## TASK OBJECTIVE:
A word-for-word restatement of every entry is what is needed here.

═══ DATA SHOWN

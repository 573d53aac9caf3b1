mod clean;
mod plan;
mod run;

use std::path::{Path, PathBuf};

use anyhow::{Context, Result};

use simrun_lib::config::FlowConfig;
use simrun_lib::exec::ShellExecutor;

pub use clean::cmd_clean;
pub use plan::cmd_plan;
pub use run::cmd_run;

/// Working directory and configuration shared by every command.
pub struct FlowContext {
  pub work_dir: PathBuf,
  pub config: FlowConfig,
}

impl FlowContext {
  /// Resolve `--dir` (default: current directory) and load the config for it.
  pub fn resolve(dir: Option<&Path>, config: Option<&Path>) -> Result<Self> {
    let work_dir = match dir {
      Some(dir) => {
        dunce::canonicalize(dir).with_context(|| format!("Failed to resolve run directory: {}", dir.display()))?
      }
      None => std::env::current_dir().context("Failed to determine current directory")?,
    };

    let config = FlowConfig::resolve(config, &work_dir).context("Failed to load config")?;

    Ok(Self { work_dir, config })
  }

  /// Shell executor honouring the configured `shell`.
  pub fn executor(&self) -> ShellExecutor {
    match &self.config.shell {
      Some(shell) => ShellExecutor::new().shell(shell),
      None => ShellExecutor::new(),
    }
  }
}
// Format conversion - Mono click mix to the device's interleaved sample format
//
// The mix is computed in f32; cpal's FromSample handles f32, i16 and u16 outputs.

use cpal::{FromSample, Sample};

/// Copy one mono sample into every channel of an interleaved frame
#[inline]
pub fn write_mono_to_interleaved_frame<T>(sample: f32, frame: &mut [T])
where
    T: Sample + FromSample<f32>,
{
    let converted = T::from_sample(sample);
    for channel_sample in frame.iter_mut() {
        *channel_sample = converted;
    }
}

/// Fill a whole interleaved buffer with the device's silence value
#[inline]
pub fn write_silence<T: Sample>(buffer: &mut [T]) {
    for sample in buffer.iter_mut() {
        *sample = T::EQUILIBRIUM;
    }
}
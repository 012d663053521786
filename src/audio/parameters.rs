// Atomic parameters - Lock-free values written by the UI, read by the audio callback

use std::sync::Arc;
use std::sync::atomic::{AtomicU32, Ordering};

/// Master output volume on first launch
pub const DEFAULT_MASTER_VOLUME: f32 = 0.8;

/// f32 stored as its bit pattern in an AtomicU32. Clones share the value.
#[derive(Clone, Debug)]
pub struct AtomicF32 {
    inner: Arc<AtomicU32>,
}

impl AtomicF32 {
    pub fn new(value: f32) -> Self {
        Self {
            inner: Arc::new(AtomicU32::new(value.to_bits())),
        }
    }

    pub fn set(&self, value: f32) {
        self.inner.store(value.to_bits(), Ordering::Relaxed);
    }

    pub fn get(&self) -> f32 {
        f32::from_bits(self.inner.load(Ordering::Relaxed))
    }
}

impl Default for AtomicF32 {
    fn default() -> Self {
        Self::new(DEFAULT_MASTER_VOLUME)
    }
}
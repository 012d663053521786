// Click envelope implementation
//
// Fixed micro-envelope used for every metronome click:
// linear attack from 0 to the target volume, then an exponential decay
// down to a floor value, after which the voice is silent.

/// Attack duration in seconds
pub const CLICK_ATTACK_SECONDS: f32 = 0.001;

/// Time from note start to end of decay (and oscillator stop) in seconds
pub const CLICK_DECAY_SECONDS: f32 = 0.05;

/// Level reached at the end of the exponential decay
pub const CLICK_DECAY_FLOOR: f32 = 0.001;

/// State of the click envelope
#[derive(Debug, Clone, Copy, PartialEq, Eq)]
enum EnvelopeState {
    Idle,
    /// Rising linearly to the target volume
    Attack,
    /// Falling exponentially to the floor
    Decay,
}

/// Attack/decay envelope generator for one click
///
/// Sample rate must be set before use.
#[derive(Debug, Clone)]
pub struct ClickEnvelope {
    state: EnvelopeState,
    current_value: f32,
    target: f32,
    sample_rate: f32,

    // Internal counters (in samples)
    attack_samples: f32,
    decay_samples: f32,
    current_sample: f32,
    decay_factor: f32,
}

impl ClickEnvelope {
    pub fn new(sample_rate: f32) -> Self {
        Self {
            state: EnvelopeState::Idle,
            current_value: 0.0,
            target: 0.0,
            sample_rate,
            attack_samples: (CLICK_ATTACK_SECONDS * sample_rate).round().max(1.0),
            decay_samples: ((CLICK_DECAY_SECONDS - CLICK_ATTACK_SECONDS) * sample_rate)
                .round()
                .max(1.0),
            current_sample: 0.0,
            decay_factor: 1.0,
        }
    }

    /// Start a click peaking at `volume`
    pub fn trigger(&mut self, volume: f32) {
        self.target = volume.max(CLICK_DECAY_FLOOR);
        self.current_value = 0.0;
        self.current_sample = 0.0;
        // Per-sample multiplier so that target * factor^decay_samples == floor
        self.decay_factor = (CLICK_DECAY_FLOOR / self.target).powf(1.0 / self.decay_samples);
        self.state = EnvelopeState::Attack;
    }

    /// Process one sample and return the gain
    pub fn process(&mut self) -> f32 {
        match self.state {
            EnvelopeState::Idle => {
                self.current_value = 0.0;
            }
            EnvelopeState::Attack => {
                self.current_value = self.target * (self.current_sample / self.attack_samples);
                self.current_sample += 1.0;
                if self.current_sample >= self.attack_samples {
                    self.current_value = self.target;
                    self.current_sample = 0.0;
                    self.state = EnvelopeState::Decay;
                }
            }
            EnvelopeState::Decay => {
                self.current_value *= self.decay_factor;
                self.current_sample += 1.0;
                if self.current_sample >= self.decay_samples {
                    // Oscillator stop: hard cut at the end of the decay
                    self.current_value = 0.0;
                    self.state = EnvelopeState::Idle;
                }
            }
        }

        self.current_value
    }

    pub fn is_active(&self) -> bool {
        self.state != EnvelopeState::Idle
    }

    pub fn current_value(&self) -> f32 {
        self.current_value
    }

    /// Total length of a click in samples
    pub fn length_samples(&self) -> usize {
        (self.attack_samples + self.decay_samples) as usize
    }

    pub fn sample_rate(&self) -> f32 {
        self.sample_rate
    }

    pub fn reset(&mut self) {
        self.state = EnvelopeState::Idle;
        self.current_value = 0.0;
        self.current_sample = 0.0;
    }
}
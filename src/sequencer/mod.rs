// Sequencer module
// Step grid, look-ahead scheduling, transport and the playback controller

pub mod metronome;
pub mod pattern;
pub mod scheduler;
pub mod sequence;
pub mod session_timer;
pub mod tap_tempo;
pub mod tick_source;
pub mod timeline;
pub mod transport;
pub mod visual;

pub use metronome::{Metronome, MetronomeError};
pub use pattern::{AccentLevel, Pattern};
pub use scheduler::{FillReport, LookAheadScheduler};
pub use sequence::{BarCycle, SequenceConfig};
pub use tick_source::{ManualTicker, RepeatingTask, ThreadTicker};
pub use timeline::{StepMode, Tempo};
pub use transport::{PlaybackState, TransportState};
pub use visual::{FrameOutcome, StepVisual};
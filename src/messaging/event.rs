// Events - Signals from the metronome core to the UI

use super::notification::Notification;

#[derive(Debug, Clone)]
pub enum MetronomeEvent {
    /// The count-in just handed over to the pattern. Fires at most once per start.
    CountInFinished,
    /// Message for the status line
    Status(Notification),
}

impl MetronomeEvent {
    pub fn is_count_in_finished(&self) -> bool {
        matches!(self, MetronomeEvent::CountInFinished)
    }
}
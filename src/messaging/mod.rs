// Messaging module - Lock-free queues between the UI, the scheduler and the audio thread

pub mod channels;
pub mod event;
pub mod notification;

══════

## RESULT:
repository 573d53aac9caf3b1
mod clean;
mod plan;
mod run;

use std::path::{Path, PathBuf};

use anyhow::{Context, Result};

use simrun_lib::config::FlowConfig;
use simrun_lib::exec::ShellExecutor;

pub use clean::cmd_clean;
pub use plan::cmd_plan;
pub use run::cmd_run;

/// Working directory and configuration shared by every command.
pub struct FlowContext {
  pub work_dir: PathBuf,
  pub config: FlowConfig,
}

impl FlowContext {
  /// Resolve `--dir` (default: current directory) and load the config for it.
  pub fn resolve(dir: Option<&Path>, config: Option<&Path>) -> Result<Self> {
    let work_dir = match dir {
      Some(dir) => {
        dunce::canonicalize(dir).with_context(|| format!("Failed to resolve run directory: {}", dir.display()))?
      }
      None => std::env::current_dir().context("Failed to determine current directory")?,
    };

    let config = FlowConfig::resolve(config, &work_dir).context("Failed to load config")?;

    Ok(Self { work_dir, config })
  }

  /// Shell executor honouring the configured `shell`.
  pub fn executor(&self) -> ShellExecutor {
    match &self.config.shell {
      Some(shell) => ShellExecutor::new().shell(shell),
      None => ShellExecutor::new(),
    }
  }
}
// Format conversion - Mono click mix to the device's interleaved sample format
//
// The mix is computed in f32; cpal's FromSample handles f32, i16 and u16 outputs.

use cpal::{FromSample, Sample};

/// Copy one mono sample into every channel of an interleaved frame
#[inline]
pub fn write_mono_to_interleaved_frame<T>(sample: f32, frame: &mut [T])
where
    T: Sample + FromSample<f32>,
{
    let converted = T::from_sample(sample);
    for channel_sample in frame.iter_mut() {
        *channel_sample = converted;
    }
}

/// Fill a whole interleaved buffer with the device's silence value
#[inline]
pub fn write_silence<T: Sample>(buffer: &mut [T]) {
    for sample in buffer.iter_mut() {
        *sample = T::EQUILIBRIUM;
    }
}
repository 012d663053521786
filename src/audio/parameters.rs
// Atomic parameters - Lock-free values written by the UI, read by the audio callback

use std::sync::Arc;
use std::sync::atomic::{AtomicU32, Ordering};

/// Master output volume on first launch
pub const DEFAULT_MASTER_VOLUME: f32 = 0.8;

/// f32 stored as its bit pattern in an AtomicU32. Clones share the value.
#[derive(Clone, Debug)]
pub struct AtomicF32 {
    inner: Arc<AtomicU32>,
}

impl AtomicF32 {
    pub fn new(value: f32) -> Self {
        Self {
            inner: Arc::new(AtomicU32::new(value.to_bits())),
        }
    }

    pub fn set(&self, value: f32) {
        self.inner.store(value.to_bits(), Ordering::Relaxed);
    }

    pub fn get(&self) -> f32 {
        f32::from_bits(self.inner.load(Ordering::Relaxed))
    }
}

impl Default for AtomicF32 {
    fn default() -> Self {
        Self::new(DEFAULT_MASTER_VOLUME)
    }
}
repository 012d663053521786
// Click envelope implementation
//
// Fixed micro-envelope used for every metronome click:
// linear attack from 0 to the target volume, then an exponential decay
// down to a floor value, after which the voice is silent.

/// Attack duration in seconds
pub const CLICK_ATTACK_SECONDS: f32 = 0.001;

/// Time from note start to end of decay (and oscillator stop) in seconds
pub const CLICK_DECAY_SECONDS: f32 = 0.05;

/// Level reached at the end of the exponential decay
pub const CLICK_DECAY_FLOOR: f32 = 0.001;

/// State of the click envelope
#[derive(Debug, Clone, Copy, PartialEq, Eq)]
enum EnvelopeState {
    Idle,
    /// Rising linearly to the target volume
    Attack,
    /// Falling exponentially to the floor
    Decay,
}

/// Attack/decay envelope generator for one click
///
/// Sample rate must be set before use.
#[derive(Debug, Clone)]
pub struct ClickEnvelope {
    state: EnvelopeState,
    current_value: f32,
    target: f32,
    sample_rate: f32,

    // Internal counters (in samples)
    attack_samples: f32,
    decay_samples: f32,
    current_sample: f32,
    decay_factor: f32,
}

impl ClickEnvelope {
    pub fn new(sample_rate: f32) -> Self {
        Self {
            state: EnvelopeState::Idle,
            current_value: 0.0,
            target: 0.0,
            sample_rate,
            attack_samples: (CLICK_ATTACK_SECONDS * sample_rate).round().max(1.0),
            decay_samples: ((CLICK_DECAY_SECONDS - CLICK_ATTACK_SECONDS) * sample_rate)
                .round()
                .max(1.0),
            current_sample: 0.0,
            decay_factor: 1.0,
        }
    }

    /// Start a click peaking at `volume`
    pub fn trigger(&mut self, volume: f32) {
        self.target = volume.max(CLICK_DECAY_FLOOR);
        self.current_value = 0.0;
        self.current_sample = 0.0;
        // Per-sample multiplier so that target * factor^decay_samples == floor
        self.decay_factor = (CLICK_DECAY_FLOOR / self.target).powf(1.0 / self.decay_samples);
        self.state = EnvelopeState::Attack;
    }

    /// Process one sample and return the gain
    pub fn process(&mut self) -> f32 {
        match self.state {
            EnvelopeState::Idle => {
                self.current_value = 0.0;
            }
            EnvelopeState::Attack => {
                self.current_value = self.target * (self.current_sample / self.attack_samples);
                self.current_sample += 1.0;
                if self.current_sample >= self.attack_samples {
                    self.current_value = self.target;
                    self.current_sample = 0.0;
                    self.state = EnvelopeState::Decay;
                }
            }
            EnvelopeState::Decay => {
                self.current_value *= self.decay_factor;
                self.current_sample += 1.0;
                if self.current_sample >= self.decay_samples {
                    // Oscillator stop: hard cut at the end of the decay
                    self.current_value = 0.0;
                    self.state = EnvelopeState::Idle;
                }
            }
        }

        self.current_value
    }

    pub fn is_active(&self) -> bool {
        self.state != EnvelopeState::Idle
    }

    pub fn current_value(&self) -> f32 {
        self.current_value
    }

    /// Total length of a click in samples
    pub fn length_samples(&self) -> usize {
        (self.attack_samples + self.decay_samples) as usize
    }

    pub fn sample_rate(&self) -> f32 {
        self.sample_rate
    }

    pub fn reset(&mut self) {
        self.state = EnvelopeState::Idle;
        self.current_value = 0.0;
        self.current_sample = 0.0;
    }
}
filename src/sequencer/mod.rs
// Sequencer module
// Step grid, look-ahead scheduling, transport and the playback controller

pub mod metronome;
pub mod pattern;
pub mod scheduler;
pub mod sequence;
pub mod session_timer;
pub mod tap_tempo;
pub mod tick_source;
pub mod timeline;
pub mod transport;
pub mod visual;

pub use metronome::{Metronome, MetronomeError};
pub use pattern::{AccentLevel, Pattern};
pub use scheduler::{FillReport, LookAheadScheduler};
pub use sequence::{BarCycle, SequenceConfig};
pub use tick_source::{ManualTicker, RepeatingTask, ThreadTicker};
pub use timeline::{StepMode, Tempo};
pub use transport::{PlaybackState, TransportState};
pub use visual::{FrameOutcome, StepVisual};
filename src/messaging/event.rs
// Events - Signals from the metronome core to the UI

use super::notification::Notification;

#[derive(Debug, Clone)]
pub enum MetronomeEvent {
    /// The count-in just handed over to the pattern. Fires at most once per start.
    CountInFinished,
    /// Message for the status line
    Status(Notification),
}

impl MetronomeEvent {
    pub fn is_count_in_finished(&self) -> bool {
        matches!(self, MetronomeEvent::CountInFinished)
    }
}
filename src/messaging/mod.rs
// Messaging module - Lock-free queues between the UI, the scheduler and the audio thread

pub mod channels;
pub mod event;
pub mod notification;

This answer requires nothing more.